Segment Start: DATA SUPPLIED
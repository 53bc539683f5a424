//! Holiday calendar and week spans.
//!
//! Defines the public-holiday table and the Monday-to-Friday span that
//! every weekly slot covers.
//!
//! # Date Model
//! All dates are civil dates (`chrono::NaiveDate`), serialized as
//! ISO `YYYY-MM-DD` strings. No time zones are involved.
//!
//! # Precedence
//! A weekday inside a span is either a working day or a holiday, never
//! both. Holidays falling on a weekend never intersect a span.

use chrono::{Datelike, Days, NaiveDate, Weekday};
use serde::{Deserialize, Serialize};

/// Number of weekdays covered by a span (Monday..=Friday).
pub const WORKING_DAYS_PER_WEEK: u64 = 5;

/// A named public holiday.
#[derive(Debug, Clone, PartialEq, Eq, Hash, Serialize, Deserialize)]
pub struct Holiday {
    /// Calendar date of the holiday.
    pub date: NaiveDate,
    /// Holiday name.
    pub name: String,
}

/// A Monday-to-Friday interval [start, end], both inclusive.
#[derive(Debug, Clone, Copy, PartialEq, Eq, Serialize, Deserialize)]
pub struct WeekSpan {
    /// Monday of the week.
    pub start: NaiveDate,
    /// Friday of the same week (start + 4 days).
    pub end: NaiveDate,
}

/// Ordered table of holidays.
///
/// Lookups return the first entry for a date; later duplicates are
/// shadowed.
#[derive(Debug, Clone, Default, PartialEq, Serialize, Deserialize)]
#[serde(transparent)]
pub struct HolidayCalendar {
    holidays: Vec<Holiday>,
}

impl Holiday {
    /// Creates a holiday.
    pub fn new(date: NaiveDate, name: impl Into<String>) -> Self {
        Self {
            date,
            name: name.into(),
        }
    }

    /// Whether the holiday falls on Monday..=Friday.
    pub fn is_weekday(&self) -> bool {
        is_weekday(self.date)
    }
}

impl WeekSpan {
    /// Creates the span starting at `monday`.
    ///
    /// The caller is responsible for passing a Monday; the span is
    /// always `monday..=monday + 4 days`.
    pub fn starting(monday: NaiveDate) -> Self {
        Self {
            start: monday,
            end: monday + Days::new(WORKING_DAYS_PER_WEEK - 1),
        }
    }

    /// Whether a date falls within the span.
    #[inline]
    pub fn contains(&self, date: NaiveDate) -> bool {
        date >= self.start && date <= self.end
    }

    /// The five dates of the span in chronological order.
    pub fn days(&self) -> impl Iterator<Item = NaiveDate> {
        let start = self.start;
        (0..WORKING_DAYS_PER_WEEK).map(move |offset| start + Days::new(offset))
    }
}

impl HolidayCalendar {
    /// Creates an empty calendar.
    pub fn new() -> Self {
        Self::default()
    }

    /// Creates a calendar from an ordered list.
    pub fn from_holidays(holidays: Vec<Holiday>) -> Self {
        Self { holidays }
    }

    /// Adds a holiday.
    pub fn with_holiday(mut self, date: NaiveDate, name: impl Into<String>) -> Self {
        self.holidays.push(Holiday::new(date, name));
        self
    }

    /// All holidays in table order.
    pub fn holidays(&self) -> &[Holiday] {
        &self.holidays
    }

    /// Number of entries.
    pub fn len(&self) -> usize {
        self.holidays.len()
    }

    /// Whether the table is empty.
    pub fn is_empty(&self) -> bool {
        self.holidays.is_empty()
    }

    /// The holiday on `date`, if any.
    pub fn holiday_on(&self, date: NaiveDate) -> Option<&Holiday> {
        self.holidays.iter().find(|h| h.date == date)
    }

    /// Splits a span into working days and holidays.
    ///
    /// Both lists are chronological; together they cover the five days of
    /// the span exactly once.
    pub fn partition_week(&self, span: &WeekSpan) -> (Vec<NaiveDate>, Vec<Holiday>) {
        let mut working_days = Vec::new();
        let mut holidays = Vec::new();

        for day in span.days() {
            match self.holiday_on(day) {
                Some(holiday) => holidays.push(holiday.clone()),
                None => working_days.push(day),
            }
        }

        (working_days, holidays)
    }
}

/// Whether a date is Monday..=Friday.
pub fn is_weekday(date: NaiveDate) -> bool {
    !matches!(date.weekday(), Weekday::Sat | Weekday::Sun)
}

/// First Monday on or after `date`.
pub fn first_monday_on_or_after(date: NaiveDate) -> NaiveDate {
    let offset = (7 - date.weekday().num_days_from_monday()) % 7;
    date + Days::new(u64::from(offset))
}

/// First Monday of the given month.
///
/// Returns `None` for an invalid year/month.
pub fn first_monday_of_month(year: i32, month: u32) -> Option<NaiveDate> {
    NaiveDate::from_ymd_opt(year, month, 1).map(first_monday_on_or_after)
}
Segment End: DATA SUPPLIED
Segment Start: DATA SUPPLIED
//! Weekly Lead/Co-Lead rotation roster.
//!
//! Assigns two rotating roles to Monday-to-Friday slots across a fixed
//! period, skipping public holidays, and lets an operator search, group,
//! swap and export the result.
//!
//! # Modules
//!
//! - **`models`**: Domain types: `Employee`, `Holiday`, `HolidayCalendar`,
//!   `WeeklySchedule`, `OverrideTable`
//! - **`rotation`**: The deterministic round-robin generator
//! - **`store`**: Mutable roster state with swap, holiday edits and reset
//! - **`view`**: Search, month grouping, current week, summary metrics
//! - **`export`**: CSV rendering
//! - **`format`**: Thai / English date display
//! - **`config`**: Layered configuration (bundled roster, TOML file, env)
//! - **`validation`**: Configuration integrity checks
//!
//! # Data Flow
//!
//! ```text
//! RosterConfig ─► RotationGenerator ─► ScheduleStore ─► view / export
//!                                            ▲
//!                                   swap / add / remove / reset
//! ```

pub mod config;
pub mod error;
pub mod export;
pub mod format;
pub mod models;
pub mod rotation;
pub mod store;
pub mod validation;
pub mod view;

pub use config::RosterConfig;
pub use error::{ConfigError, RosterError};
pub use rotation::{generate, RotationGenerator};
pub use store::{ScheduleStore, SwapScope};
Segment End: DATA SUPPLIED
Find the word "struct" in the entries, then copy out every line that has it.

**RESULT OF THE TASK:**
pub struct Holiday {
pub struct WeekSpan {
pub struct HolidayCalendar {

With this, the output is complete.